On Tue, Apr 15, 2025 at 06:34:35PM -0400, Nikolaos Chatzikonstantinou wrote:
> > Since there's already another long thread on how m4 does not match
> > current emacs regex but why enabling intervals would break at least
> > autoconf 2.72, I'm inclined to update the m4 manual rather than use
> > RE_SYNTAX_EMACS, whether or not this patch is accepted.
> 
> I'm having a bit of issue following, but this is relevant to me, so
> I'd like to ask the following questions:
> 
> 1) <regex.h> has two interfaces, the old glibc one that gnulib
> implements and the POSIX one with regcomp() and regexec(). What I've
> noticed is inconsistency between the two interfaces in syntax:
> 
>     # m4 regexp that matches:
>     regexp(`foo', `[a-z]+')
> 
> This will not match with POSIX:
> 
>     regcomp(&re, "[a-z]+", 0);
>     assert(regexec(&re, "foo", 0, NULL, 0) == REG_NOMATCH);
> 
> The reason is that POSIX BRE wants [a-z]\+ instead. So the question
> is, does this mean the two interfaces have incompatible syntaxes?

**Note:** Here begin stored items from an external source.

//! Application state shared across handlers.

use crate::config::ServerConfig;
use crate::error::{Result, ServerError};
use disclosure_db_api::{
    AggregateValidator, NoUnits, SearchService, SubmissionLoader, SubmissionManager, UnitResolver,
};
use disclosure_db_store::{PgPool, SchemaRegistry};
use sqlx::postgres::PgPoolOptions;
use std::sync::Arc;

/// Shared state: the pool, the schema registry and the engine facades.
pub struct AppState {
    pub config: ServerConfig,
    pub pool: PgPool,
    pub registry: Arc<SchemaRegistry>,
    pub loader: SubmissionLoader,
    pub manager: SubmissionManager,
    pub search: SearchService,
    pub validator: AggregateValidator,
}

impl AppState {
    /// Connect the pool and wire the engines.
    pub async fn connect(config: ServerConfig) -> Result<Self> {
        let pool = PgPoolOptions::new()
            .max_connections(config.pool_size)
            .connect(&config.database_url)
            .await
            .map_err(|e| ServerError::internal(format!("database connection failed: {e}")))?;
        Ok(Self::from_pool(config, pool))
    }

    /// Wire the engines over an existing pool.
    pub fn from_pool(config: ServerConfig, pool: PgPool) -> Self {
        let registry = Arc::new(SchemaRegistry::new(config.root_form.clone()));
        let units: Arc<dyn UnitResolver> = Arc::new(NoUnits);
        let loader = SubmissionLoader::new(
            pool.clone(),
            registry.clone(),
            units,
            config.fetch_options(),
        );
        let manager = SubmissionManager::new(loader.clone());
        let search = SearchService::new(loader.clone());
        let validator = AggregateValidator::new(loader.clone());
        AppState {
            config,
            pool,
            registry,
            loader,
            manager,
            search,
            validator,
        }
    }

    /// Reload the schema registry snapshot.
    pub async fn refresh_schema(&self) -> Result<()> {
        self.registry
            .refresh(&self.pool)
            .await
            .map_err(|e| ServerError::internal(format!("schema refresh failed: {e}")))?;
        Ok(())
    }
}
impl<'a> SearchQueryBuilder<'a> {
    pub fn new(snapshot: &'a SchemaSnapshot, query: &'a SearchQuery, table_view_id: i64) -> Self {
        SearchQueryBuilder {
            snapshot,
            query,
            table_view_id,
            submission_ids: None,
            limit: None,
            offset: 0,
        }
    }

    pub fn submission_ids(mut self, ids: &'a [i64]) -> Self {
        self.submission_ids = Some(ids);
        self
    }

    pub fn limit(mut self, limit: Option<i64>) -> Self {
        self.limit = limit;
        self
    }

    pub fn offset(mut self, offset: i64) -> Self {
        self.offset = offset;
        self
    }

    /// The full statement: filters, sorts, pagination.
    pub fn build(&self) -> Result<QueryBuilder<'a, Postgres>> {
        let (joins, orders) = self.plan_sorts()?;
        let mut qb = self.base_select(&joins)?;
        self.push_order_by(&mut qb, &orders);
        if let Some(limit) = self.limit {
            qb.push(" LIMIT ");
            qb.push_bind(limit);
        }
        if self.offset > 0 {
            qb.push(" OFFSET ");
            qb.push_bind(self.offset);
        }
        Ok(qb)
    }

    /// `SELECT COUNT(*)` over the filtered query (no sort, no pagination).
    pub fn build_count(&self) -> Result<QueryBuilder<'a, Postgres>> {
        let mut qb = QueryBuilder::new("SELECT COUNT(*)");
        self.push_from_and_filters(&mut qb, &[])?;
        Ok(qb)
    }

    /// Distinct company count over the filtered query.
    pub fn build_company_count(&self) -> Result<QueryBuilder<'a, Postgres>> {
        let mut qb = QueryBuilder::new("SELECT COUNT(DISTINCT o.legal_name)");
        self.push_from_and_filters(&mut qb, &[])?;
        Ok(qb)
    }

    fn base_select(&self, joins: &[JoinClause]) -> Result<QueryBuilder<'a, Postgres>> {
        let mut qb = QueryBuilder::new(
            "SELECT f.obj_id, o.legal_name, o.lei, o.nz_id, o.jurisdiction, \
             f.reporting_year, f.data_model, o.sics_sector, o.sics_sub_sector, o.sics_industry",
        );
        self.push_from_and_filters(&mut qb, joins)?;
        Ok(qb)
    }

    fn push_from_and_filters(
        &self,
        qb: &mut QueryBuilder<'a, Postgres>,
        joins: &[JoinClause],
    ) -> Result<()> {
        let root_table = self.snapshot.root_table()?;
        qb.push(format!(
            " FROM {root_table} f \
             JOIN dd_obj s ON s.id = f.obj_id \
             JOIN dd_organization o ON o.nz_id = s.nz_id"
        ));
        for join in joins {
            qb.push(format!(
                " JOIN {table} ON {table}.obj_id = f.obj_id",
                table = join.table
            ));
            if let Some((field, value)) = &join.choice {
                qb.push(format!(" AND {table}.{field} = ", table = join.table));
                qb.push_bind(*value);
            }
        }

        qb.push(" WHERE s.table_view_id = ");
        qb.push_bind(self.table_view_id);
        qb.push(" AND s.active = TRUE");

        let meta = &self.query.meta;
        if !meta.jurisdiction.is_empty() {
            qb.push(" AND o.jurisdiction = ANY(");
            qb.push_bind(meta.jurisdiction.clone());
            qb.push(")");
        }
        if !meta.reporting_year.is_empty() {
            qb.push(" AND f.reporting_year = ANY(");
            qb.push_bind(meta.reporting_year.clone());
            qb.push(")");
        }
        if !meta.data_model.is_empty() {
            qb.push(" AND f.data_model = ANY(");
            qb.push_bind(meta.data_model.clone());
            qb.push(")");
        }
        for (column, values) in [
            ("sics_sector", &meta.sics_sector),
            ("sics_sub_sector", &meta.sics_sub_sector),
            ("sics_industry", &meta.sics_industry),
        ] {
            if !values.is_empty() {
                qb.push(format!(" AND o.{column} = ANY("));
                qb.push_bind(values.clone());
                qb.push(")");
            }
        }
        if let Some(ids) = self.submission_ids {
            qb.push(" AND s.id = ANY(");
            qb.push_bind(ids.to_vec());
            qb.push(")");
        }
        Ok(())
    }

    fn push_order_by(&self, qb: &mut QueryBuilder<'a, Postgres>, orders: &[OrderClause]) {
        if orders.is_empty() {
            return;
        }
        qb.push(" ORDER BY ");
        for (i, clause) in orders.iter().enumerate() {
            if i > 0 {
                qb.push(", ");
            }
            match clause {
                OrderClause::Direct { expr, order } => {
                    qb.push(format!(
                        "{expr} {}",
                        match order {
                            SortOrder::Asc => "ASC",
                            SortOrder::Desc => "DESC",
                        }
                    ));
                }
                OrderClause::Nested {
                    table,
                    attribute,
                    choice,
                    order,
                } => {
                    qb.push(format!(
                        "(SELECT {table}.{attribute} FROM {table} \
                         WHERE {table}.obj_id = f.obj_id AND {table}.{attribute} IS NOT NULL"
                    ));
                    if let Some((field, value)) = choice {
                        qb.push(format!(" AND {table}.{field} = "));
                        qb.push_bind(*value);
                    }
                    // Explicit NULL ordering: NULLS LAST when descending,
                    // NULLS FIRST when ascending.
                    qb.push(match order {
                        SortOrder::Asc => " LIMIT 1) ASC NULLS FIRST",
                        SortOrder::Desc => " LIMIT 1) DESC NULLS LAST",
                    });
                }
            }
        }
    }

    /// Resolve every sort key into join and order clauses.
    fn plan_sorts(&self) -> Result<(Vec<JoinClause>, Vec<OrderClause>)> {
        let mut joins = Vec::new();
        let mut orders = Vec::new();
        for spec in &self.query.sort {
            let path = AttributePath::parse(&spec.field)?;
            let attribute = path.leaf().attribute.clone();
            match self.snapshot.column_def(&attribute) {
                None => orders.push(self.plan_plain_sort(&attribute, spec.order)?),
                Some(column) => {
                    let owning = self.snapshot.owning_table_def(column).ok_or_else(|| {
                        StoreError::search(format!(
                            "column '{attribute}' has no owning table definition"
                        ))
                    })?;
                    if owning.heritable {
                        self.plan_nested_sort(&path, spec.order, &mut joins, &mut orders)?;
                    } else {
                        orders.push(OrderClause::Direct {
                            expr: format!("f.{attribute}"),
                            order: spec.order,
                        });
                    }
                }
            }
        }
        Ok((joins, orders))
    }

    /// A sort key that is not a schema column: allowed only for the meta
    /// fields and the organization identity columns.
    fn plan_plain_sort(&self, attribute: &str, order: SortOrder) -> Result<OrderClause> {
        let allowed = SearchMeta::field_names();
        if attribute == "legal_name" || attribute == "lei" {
            return Ok(OrderClause::Direct {
                expr: format!("o.{attribute}"),
                order,
            });
        }
        if !allowed.contains(&attribute) {
            return Err(StoreError::search(format!("invalid sort field '{attribute}'")));
        }
        let expr = match attribute {
            "reporting_year" | "data_model" => format!("f.{attribute}"),
            other => format!("o.{other}"),
        };
        Ok(OrderClause::Direct { expr, order })
    }

    /// A sort key inside a heritable nested form: join every intermediate
    /// form table, then order by a correlated subquery on the leaf table.
    fn plan_nested_sort(
        &self,
        path: &AttributePath,
        order: SortOrder,
        joins: &mut Vec<JoinClause>,
        orders: &mut Vec<OrderClause>,
    ) -> Result<()> {
        let mut node = path;
        loop {
            let form = node.form.as_deref().ok_or_else(|| {
                StoreError::search(format!(
                    "missing form in request for column '{}'",
                    node.attribute
                ))
            })?;
            let table = self.form_table(form)?;
            let choice = match (&node.choice.field, node.choice.value) {
                (Some(field), Some(value)) => Some((field.clone(), value)),
                _ => None,
            };
            match &node.sub_path {
                Some(sub) => {
                    joins.push(JoinClause { table, choice });
                    node = sub;
                }
                None => {
                    orders.push(OrderClause::Nested {
                        table,
                        attribute: node.attribute.clone(),
                        choice,
                        order,
                    });
                    return Ok(());
                }
            }
        }
    }

    /// The physical table behind a form key: the referenced table of the
    /// form-typed column with that name.
    fn form_table(&self, form: &str) -> Result<String> {
        let column = self
            .snapshot
            .column_def(form)
            .ok_or_else(|| StoreError::search(format!("unknown form '{form}' in sort path")))?;
        let sub = self
            .snapshot
            .sub_table_def(column)
            .ok_or_else(|| StoreError::search(format!("'{form}' is not a form column")))?;
        Ok(sub.physical_name())
    }
}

m4 uses re_compile_pattern() with syntax 0 (which at one point used to
be RE_SYNTAX_EMACS, but this thread shows that is no longer the case).
regcomp() is a POSIX interface, but it basically forces a syntax of
either RE_SYNTAX_POSIX_EXTENDED or RE_SYNTAX_POSIX_BASIC.

The re_compile_pattern() interface is superior: it offers greater
flexibility to the user, and is a superset of the regcomp() interface
(which can only choose between two syntax levels, rather than the
wider range of re_compile_pattern() syntaxes and individual feature
knobs).

> I
> don't think that's clarified in either the glibc manual
> <https://www.gnu.org/software/libc/manual/html_node/Regular-Expressions.html>
> and gnulib's
> <https://www.gnu.org/software/gnulib/manual/html_node/The-Backslash-Character.html>.
> Perhaps
> gnulib should be agnostic of this issue (although worth a mention?)
> but certainly glibc should mention it.

Gnulib does have a way to list ALL of the regex flavors; the
regexprops-generic module creates doc/regexprops-generic.texi as a
drop-in chapter to any larger project's manual that exposes the choice
of syntax to the end user.  And GNU findutils does just that (you can
use 'find --regextype=...' with 'emacs', 'posix-awk', 'posix-basic',
'posix-egrep', 'posix-extended'):
https://www.gnu.org/software/findutils/manual/html_mono/find.html#Regular-Expressions

This thread deals with the fact that 'emacs' syntax has changed over
the years (prior to 2001, it did not have intervals or character
classes; nowadays emacs has those but programs using syntax 0 like m4
do not).

And one thought is that a future m4 may also expose the ability to
choose syntax from this same set.

Meanwhile, I have already patched the upcoming GNU m4 1.4.20 manual to
be a bit more specific about the syntax it does support, without
changing the syntax (1.4.x should remain backwards-compatible; any
changes to syntax or the ability to let the user control syntaxes
rather than a single syntax being hard-coded would be new to 1.6 or
2.0).
https://git.sv.gnu.org/cgit/m4.git/commit/?h=branch-1.4&id=c8a6346c

> 
> 2) Is there going to be a change planned in either gnulib, glibc, or
> m4 in terms of the regex syntax? If m4 breaks backwards compatibility,
> how will all the m4 scripts be fixed? Isn't it nontrivial?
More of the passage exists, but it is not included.